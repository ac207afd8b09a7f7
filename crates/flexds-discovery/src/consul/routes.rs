//! Route derivation from service registration metadata.
//!
//! Metadata keys of the form `route_<N>_<field>` define up to
//! [`MAX_ROUTES`] numbered routes per service:
//!
//! - `route_N_match_type`: `path`, `header`, or `both` (default `path`)
//! - `route_N_path_prefix`: required; the route is dropped without it
//! - `route_N_header_name` / `route_N_header_value`: exact header match
//! - `route_N_prefix_rewrite`: rewrite the matched prefix
//! - `route_N_regex_rewrite` / `route_N_regex_replacement`: regex rewrite,
//!   takes priority over the prefix rewrite

use std::collections::{BTreeMap, HashMap};

use tracing::{debug, warn};

use flexds_core::{MatchType, Rewrite, RoutePattern};

/// Highest supported route number.
pub const MAX_ROUTES: u32 = 10;

/// Parse the numbered route patterns out of a service's metadata.
pub fn parse_service_routes(service: &str, meta: &HashMap<String, String>) -> Vec<RoutePattern> {
    let mut numbered: BTreeMap<u32, HashMap<&str, &str>> = BTreeMap::new();
    for (key, value) in meta {
        let Some(rest) = key.strip_prefix("route_") else {
            continue;
        };
        let Some((number, field)) = rest.split_once('_') else {
            continue;
        };
        let Ok(number) = number.parse::<u32>() else {
            continue;
        };
        numbered.entry(number).or_default().insert(field, value);
    }

    let mut routes = Vec::new();
    for number in 1..=MAX_ROUTES {
        let Some(fields) = numbered.get(&number) else {
            continue;
        };
        let name = format!("{service}-route-{number}");

        let match_type = match fields.get("match_type") {
            Some(raw) => raw.parse().unwrap_or_else(|_| {
                warn!(route = %name, value = %raw, "unknown match_type, falling back to path");
                MatchType::Path
            }),
            None => MatchType::Path,
        };

        let path_prefix = fields.get("path_prefix").copied().unwrap_or_default();
        if path_prefix.is_empty() {
            warn!(route = %name, "route has no path prefix, dropping");
            continue;
        }

        let pattern = RoutePattern {
            name,
            match_type,
            path_prefix: path_prefix.to_string(),
            header_name: fields.get("header_name").copied().unwrap_or_default().to_string(),
            header_value: fields.get("header_value").copied().unwrap_or_default().to_string(),
            rewrite: Rewrite::from_fields(
                fields.get("prefix_rewrite").copied().unwrap_or_default(),
                fields.get("regex_rewrite").copied().unwrap_or_default(),
                fields.get("regex_replacement").copied().unwrap_or_default(),
            ),
            hosts: RoutePattern::default_hosts(),
        };

        debug!(
            service = %service,
            route = %pattern.name,
            match_type = %pattern.match_type,
            path = %pattern.path_prefix,
            "parsed route"
        );
        routes.push(pattern);
    }

    routes
}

• [Problem to solve]
Please return each line of the data above in which the word "service" occurs.

• [Response to the exercise]
//! Route derivation from service registration metadata.
//! [`MAX_ROUTES`] numbered routes per service:
/// Parse the numbered route patterns out of a service's metadata.
pub fn parse_service_routes(service: &str, meta: &HashMap<String, String>) -> Vec<RoutePattern> {
        let name = format!("{service}-route-{number}");
            service = %service,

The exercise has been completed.